# Rookie's first smoke on a home built smoker



## dieselbear (Aug 30, 2009)

_This was a first for everything. Smoking/Cutting/Welding/Planning you name it._
_It is the mini-reverse flow wood/charcoal smoker. I found it originally posted by SmokinSteve. _

_I got my idea for this one from YouTube videos, this forum, other forums, and from a buddy who has a similar design. It is nothing new. It was/is fun inexpensive and most important, I learned a ton. I learned my welding and cutting skills need help !! I learned that I should have measured. I learned a lot about heat, how steel bends, melts, and how messy Flux Cored welding wire is. I did not plan anything. It was all in my head. I improvised as I went, and used all scrap, except for the fire box which is 3/16" plate. I used my Hobart 125 EZ which I purchased in May of 2009 and kicked off my welding hobby.
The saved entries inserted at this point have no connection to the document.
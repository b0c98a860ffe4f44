//! # Money Module
//!
//! Provides the `Money` type for handling monetary values safely.
//!
//! ## Why Integer Money?
//! ```text
//! ┌─────────────────────────────────────────────────────────────────────────┐
//! │  THE FLOATING POINT PROBLEM                                             │
//! │                                                                         │
//! │  In floating point:                                                     │
//! │    0.1 + 0.2 = 0.30000000000000004  WRONG!                              │
//! │                                                                         │
//! │  A pharmacy valuing 10,000 units at $0.07 each cannot afford            │
//! │  accumulated float drift in its stock valuation.                        │
//! │                                                                         │
//! │  OUR SOLUTION: Integer Cents                                            │
//! │    Unit cost 7 cents × 10,000 units = 70,000 cents exactly              │
//! │                                                                         │
//! └─────────────────────────────────────────────────────────────────────────┘
//! ```
//!
//! ## Usage
//! ```rust
//! use rxstock_core::money::Money;
//!
//! // Create from cents (preferred)
//! let unit_cost = Money::from_cents(749); // $7.49
//!
//! // Value a batch of 20 units
//! let batch_value = unit_cost.multiply_quantity(20);
//! assert_eq!(batch_value.cents(), 14980);
//! ```

use serde::{Deserialize, Serialize};
use std::fmt;
use std::ops::{Add, AddAssign, Sub, SubAssign};

// =============================================================================
// Money Type
// =============================================================================

/// Represents a monetary value in the smallest currency unit (cents for USD).
///
/// ## Design Decisions
/// - **i64 (signed)**: Allows negative values for corrections and write-offs
/// - **Single field tuple struct**: Zero-cost abstraction over i64
/// - **Derives**: Full serde support for JSON serialization
///
/// Every monetary value in the engine flows through this type: line prices,
/// batch unit costs, and stock valuations.
#[derive(Debug, Clone, Copy, PartialEq, Eq, PartialOrd, Ord, Hash, Serialize, Deserialize)]
pub struct Money(i64);

impl Money {
    /// Creates a Money value from cents (the smallest currency unit).
    ///
    /// ## Example
    /// ```rust
    /// use rxstock_core::money::Money;
    ///
    /// let price = Money::from_cents(1099); // Represents $10.99
    /// assert_eq!(price.cents(), 1099);
    /// ```
    #[inline]
    pub const fn from_cents(cents: i64) -> Self {
        Money(cents)
    }

    /// Returns the value in cents (smallest currency unit).
    #[inline]
    pub const fn cents(&self) -> i64 {
        self.0
    }

    /// Returns the major unit (dollars) portion.
    #[inline]
    pub const fn major(&self) -> i64 {
        self.0 / 100
    }

    /// Returns the minor unit (cents) portion (always 0-99).
    #[inline]
    pub const fn minor(&self) -> i64 {
        (self.0 % 100).abs()
    }

    /// Returns zero money value.
    #[inline]
    pub const fn zero() -> Self {
        Money(0)
    }

    /// Checks if the value is zero.
    #[inline]
    pub const fn is_zero(&self) -> bool {
        self.0 == 0
    }

    /// Checks if the value is negative (less than zero).
    #[inline]
    pub const fn is_negative(&self) -> bool {
        self.0 < 0
    }

    /// Multiplies money by a quantity.
    ///
    /// ## Example
    /// ```rust
    /// use rxstock_core::money::Money;
    ///
    /// let unit_cost = Money::from_cents(299); // $2.99 per unit
    /// let batch_value = unit_cost.multiply_quantity(30);
    /// assert_eq!(batch_value.cents(), 8970); // $89.70
    /// ```
    #[inline]
    pub const fn multiply_quantity(&self, qty: i64) -> Self {
        Money(self.0 * qty)
    }
}

// =============================================================================
// Trait Implementations
// =============================================================================

/// Display implementation shows money in a human-readable format.
///
/// ## Note
/// This is for logs and debugging. Callers format for actual UI display
/// to handle currency and localization properly.
impl fmt::Display for Money {
    fn fmt(&self, f: &mut fmt::Formatter<'_>) -> fmt::Result {
        let sign = if self.0 < 0 { "-" } else { "" };
        write!(f, "{}${}.{:02}", sign, self.major().abs(), self.minor())
    }
}

/// Default money is zero.
impl Default for Money {
    fn default() -> Self {
        Money::zero()
    }
}

/// Addition of two Money values.
impl Add for Money {
    type Output = Self;

    #[inline]
    fn add(self, other: Self) -> Self {
        Money(self.0 + other.0)
    }
}

/// Addition assignment (+=).
impl AddAssign for Money {
    #[inline]
    fn add_assign(&mut self, other: Self) {
        self.0 += other.0;
    }
}

/// Subtraction of two Money values.
impl Sub for Money {
    type Output = Self;

    #[inline]
    fn sub(self, other: Self) -> Self {
        Money(self.0 - other.0)
    }
}

/// Subtraction assignment (-=).
impl SubAssign for Money {
    #[inline]
    fn sub_assign(&mut self, other: Self) {
        self.0 -= other.0;
    }
}

// =============================================================================
// Unit Tests
// =============================================================================

#[cfg(test)]
mod tests {
    use super::*;

    #[test]
    fn test_from_cents() {
        let money = Money::from_cents(1099);
        assert_eq!(money.cents(), 1099);
        assert_eq!(money.major(), 10);
        assert_eq!(money.minor(), 99);
    }

    #[test]
    fn test_display() {
        assert_eq!(format!("{}", Money::from_cents(1099)), "$10.99");
        assert_eq!(format!("{}", Money::from_cents(500)), "$5.00");
        assert_eq!(format!("{}", Money::from_cents(-550)), "-$5.50");
        assert_eq!(format!("{}", Money::from_cents(0)), "$0.00");
    }

    #[test]
    fn test_arithmetic() {
        let a = Money::from_cents(1000);
        let b = Money::from_cents(500);

        assert_eq!((a + b).cents(), 1500);
        assert_eq!((a - b).cents(), 500);

        let mut c = a;
        c += b;
        assert_eq!(c.cents(), 1500);
        c -= b;
        assert_eq!(c.cents(), 1000);
    }

    #[test]
    fn test_multiply_quantity() {
        let unit_cost = Money::from_cents(749);
        let value = unit_cost.multiply_quantity(20);
        assert_eq!(value.cents(), 14980);
    }

    #[test]
    fn test_zero_and_checks() {
        let zero = Money::zero();
        assert!(zero.is_zero());
        assert!(!zero.is_negative());

        let negative = Money::from_cents(-100);
        assert!(!negative.is_zero());
        assert!(negative.is_negative());
    }
}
I also used my Dewalt Chop saw which followed the welder purchase, 4inch grinder, and my Hobart Med. duty Oxy/Ace torch kit I purchased in July 2009. It looks exactly like I planned in my head, except the plan I had in my head was beautiful,, Some of you may have heard of a UDS (upright drum smoker)...this is my URFS (ugly reverse flow smoker)._
_The smoking part was a blast. I wanted a inexpensive piece of meat._
_So I did a fatty,,,I learned a lot about how this smoker reacts to my air vents opening and closing._
_Enjoy the pics and video.._
_http://picasaweb.google.com/fenderax...eat=directlink_


----------



## fire it up (Aug 30, 2009)

Nice work on the smoker.
Not to mention that fattie, great job.  I love the shot of the cheese oozing in the last pic.


----------



## hemi (Aug 30, 2009)

Other than being a bit small , ain't NOTHIN' wrong with it..   Hemi..


----------



## rld (Sep 2, 2009)

Very interesting.....


----------



## mballi3011 (Sep 2, 2009)

Very very nice and incredible job to boot. You did all this wil no plans and no tape measure thats one heck of a job. Looks awesome. Then it all works now thats a real accompolishment there. That fattie looks fabulous and that cheese oozing almost looks staged but I know it's not I've smoked them before. You definetly deserve  
	

	
	
		
		



		
		
	


	









a load of points for sure. Great job


----------